Solana’s ecosystem attracted over 500 projects spread across decentralized finance (DeFi), nonfungible tokens (NFT), Web3, and other sectors, with 1.2 million active users on the network. Among them is Serum, a decentralized derivatives exchange backed by billionaire Sam Bankman-Fried’s FTX and Alamada Research.
As a result, the price of SOL, which works as a fee and staking token inside the Solana ecosystem, surged by more than 10,700% year-over-year, with its circulating market capitalization peaking near $77.93 billion in November.
Now valued at over $70 billion, Solana is still the fourth-largest blockchain by market capitalization, with Grayscale CEO Michael Sonnenshein noting that there is already a “continued appetite” among investors to gain exposure in the blockchain project.

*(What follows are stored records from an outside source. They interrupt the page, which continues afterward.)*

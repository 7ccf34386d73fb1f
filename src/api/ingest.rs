//! Background handling of one OTLP export: parse, extract, store, train.

use axum::body::Bytes;
use serde_json::Value;
use tracing::{debug, info, warn};
use uuid::Uuid;

use super::state::AppState;
use crate::storage;
use crate::trace::extract_report;

/// Counts for one processed export.
#[derive(Debug, Clone, Copy, Default, PartialEq, Eq)]
pub struct IngestSummary {
    pub extracted: usize,
    pub skipped: usize,
    pub stored: usize,
    pub trained: usize,
}

/// Every failure here is logged and swallowed: the sender has already been
/// told the export was received.
pub async fn process_export(state: AppState, body: Bytes) -> IngestSummary {
    let mut summary = IngestSummary::default();
    let payload: Value = match serde_json::from_slice(&body) {
        Ok(v) => v,
        Err(e) => {
            warn!(error = %e, bytes = body.len(), "discarding export that is not valid JSON");
            return summary;
        }
    };

    let report = extract_report(&payload);
    *state.last_payload.write().await = Some(payload);
    summary.extracted = report.traces.len();
    summary.skipped = report.skipped;
    if report.traces.is_empty() {
        debug!(skipped = report.skipped, "export contained no flows");
        return summary;
    }

    let ingest_id = Uuid::new_v4();
    let traces = report.traces;
    let pool = state.pool.clone();
    let to_store = traces.clone();
    let ids = match tokio::task::spawn_blocking(move || {
        storage::append_traces(&pool, &ingest_id, &to_store)
    })
    .await
    {
        Ok(Ok(ids)) => ids,
        Ok(Err(e)) => {
            warn!(%ingest_id, error = %e, "failed to store flows");
            Vec::new()
        }
        Err(e) => {
            warn!(%ingest_id, error = %e, "storage task failed");
            Vec::new()
        }
    };
    summary.stored = ids.len();

    let mut scores = Vec::new();
    for (i, trace) in traces.into_iter().enumerate() {
        match state.trainer.train(trace).await {
            Ok(outcome) => {
                summary.trained += 1;
                if let Some(&id) = ids.get(i) {
                    scores.push((id, outcome.anomaly_probability));
                }
            }
            Err(e) => warn!(%ingest_id, index = i, error = %e, "training on flow failed"),
        }
    }

    if !scores.is_empty() {
        let pool = state.pool.clone();
        let stored = tokio::task::spawn_blocking(move || {
            scores
                .iter()
                .try_for_each(|&(id, p)| storage::record_score(&pool, id, p))
        })
        .await;
        match stored {
            Ok(Ok(())) => {}
            Ok(Err(e)) => warn!(%ingest_id, error = %e, "failed to record scores"),
            Err(e) => warn!(%ingest_id, error = %e, "score task failed"),
        }
    }

    info!(
        %ingest_id,
        extracted = summary.extracted,
        skipped = summary.skipped,
        stored = summary.stored,
        trained = summary.trained,
        "processed trace export"
    );
    summary
}
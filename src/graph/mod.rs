//! Graph construction: per-flow snapshots for online training and k-NN
//! similarity graphs for batch scoring.

pub mod knn;
pub mod online;

use ndarray::Array2;
use thiserror::Error;

use crate::features::{encode_ip, EncodeError, IpMode, VocabularyError, IP_FEATURE_SIZE};

pub use knn::knn_graph;
pub use online::OnlineGraphBuilder;

/// Default width of one label embedding.
pub const EMBEDDING_DIM: usize = 16;

/// Node row: IP parts, pod embedding, namespace embedding.
pub const NODE_EMBEDDING_SIZE: usize = node_width(EMBEDDING_DIM);

/// Edge row: source port embedding, destination port embedding, ACK, PSH.
pub const EDGE_FEATURE_SIZE: usize = edge_width(EMBEDDING_DIM);

pub const fn node_width(embedding_dim: usize) -> usize {
    IP_FEATURE_SIZE + 2 * embedding_dim
}

pub const fn edge_width(embedding_dim: usize) -> usize {
    2 * embedding_dim + 2
}

#[derive(Debug, Clone, PartialEq, Eq, Error)]
pub enum GraphError {
    /// A field of the flow could not be turned into features.
    #[error("feature extraction failed for {endpoint} endpoint: {source}")]
    FeatureExtraction {
        endpoint: &'static str,
        #[source]
        source: EncodeError,
    },

    /// The flow has no address for this endpoint.
    #[error("flow has no {endpoint} IP")]
    MissingEndpoint { endpoint: &'static str },

    #[error(transparent)]
    Vocabulary(#[from] VocabularyError),
}

/// Directed edges as parallel source/target columns.
#[derive(Debug, Clone, Default, PartialEq, Eq)]
pub struct EdgeIndex {
    pub sources: Vec<usize>,
    pub targets: Vec<usize>,
}

impl EdgeIndex {
    pub fn new() -> Self {
        Self::default()
    }

    pub fn push(&mut self, source: usize, target: usize) {
        self.sources.push(source);
        self.targets.push(target);
    }

    pub fn len(&self) -> usize {
        self.sources.len()
    }

    pub fn is_empty(&self) -> bool {
        self.sources.is_empty()
    }

    pub fn iter(&self) -> impl Iterator<Item = (usize, usize)> + '_ {
        self.sources.iter().copied().zip(self.targets.iter().copied())
    }
}

impl FromIterator<(usize, usize)> for EdgeIndex {
    fn from_iter<I: IntoIterator<Item = (usize, usize)>>(iter: I) -> Self {
        let mut index = EdgeIndex::new();
        for (s, t) in iter {
            index.push(s, t);
        }
        index
    }
}

/// Input to one network pass. Built fresh and dropped afterwards.
///
/// `edge_features` has one row per edge in `edge_index`; with no edges it is a
/// `0 x width` matrix, never absent.
#[derive(Debug, Clone, PartialEq)]
pub struct GraphSnapshot {
    pub node_features: Array2<f32>,
    pub edge_index: EdgeIndex,
    pub edge_features: Array2<f32>,
}

impl GraphSnapshot {
    pub fn num_nodes(&self) -> usize {
        self.node_features.nrows()
    }

    pub fn num_edges(&self) -> usize {
        self.edge_index.len()
    }
}

/// IP features for one endpoint. An unknown address (empty string) is all
/// zeros; anything else must parse.
pub fn ip_features(addr: &str) -> Result<[f32; IP_FEATURE_SIZE], EncodeError> {
    if addr.trim().is_empty() {
        return Ok([0.0; IP_FEATURE_SIZE]);
    }
    encode_ip(addr, IpMode::Strict)
}

#[cfg(test)]
mod tests {
    use super::*;

    #[test]
    fn test_widths() {
        assert_eq!(NODE_EMBEDDING_SIZE, 40);
        assert_eq!(EDGE_FEATURE_SIZE, 34);
    }

    #[test]
    fn test_ip_features_empty_is_zero() {
        assert_eq!(ip_features("").unwrap(), [0.0; IP_FEATURE_SIZE]);
        assert!(ip_features("garbage").is_err());
    }

    #[test]
    fn test_edge_index_collect() {
        let index: EdgeIndex = vec![(0, 1), (1, 0)].into_iter().collect();
        assert_eq!(index.len(), 2);
        assert_eq!(index.sources, vec![0, 1]);
        assert_eq!(index.iter().last(), Some((1, 0)));
    }
}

Related: Okcoin reports altcoins drove institutional interest in crypto for 2021
The statements came after Coinshares, a London-based asset management firm, reported net capital inflows worth over $250 million into the SOL-based exchange-traded products (ETP). This month alone, the Solana ETPs attracted around $42.2 million, Coinshares underscored in its Nov. 29 report.
Despite the calls for SOL to hit $300 next, the token still faces downside risks due to a few general issues, including excessive valuations on longer-timeframe charts and possibilities of network outages.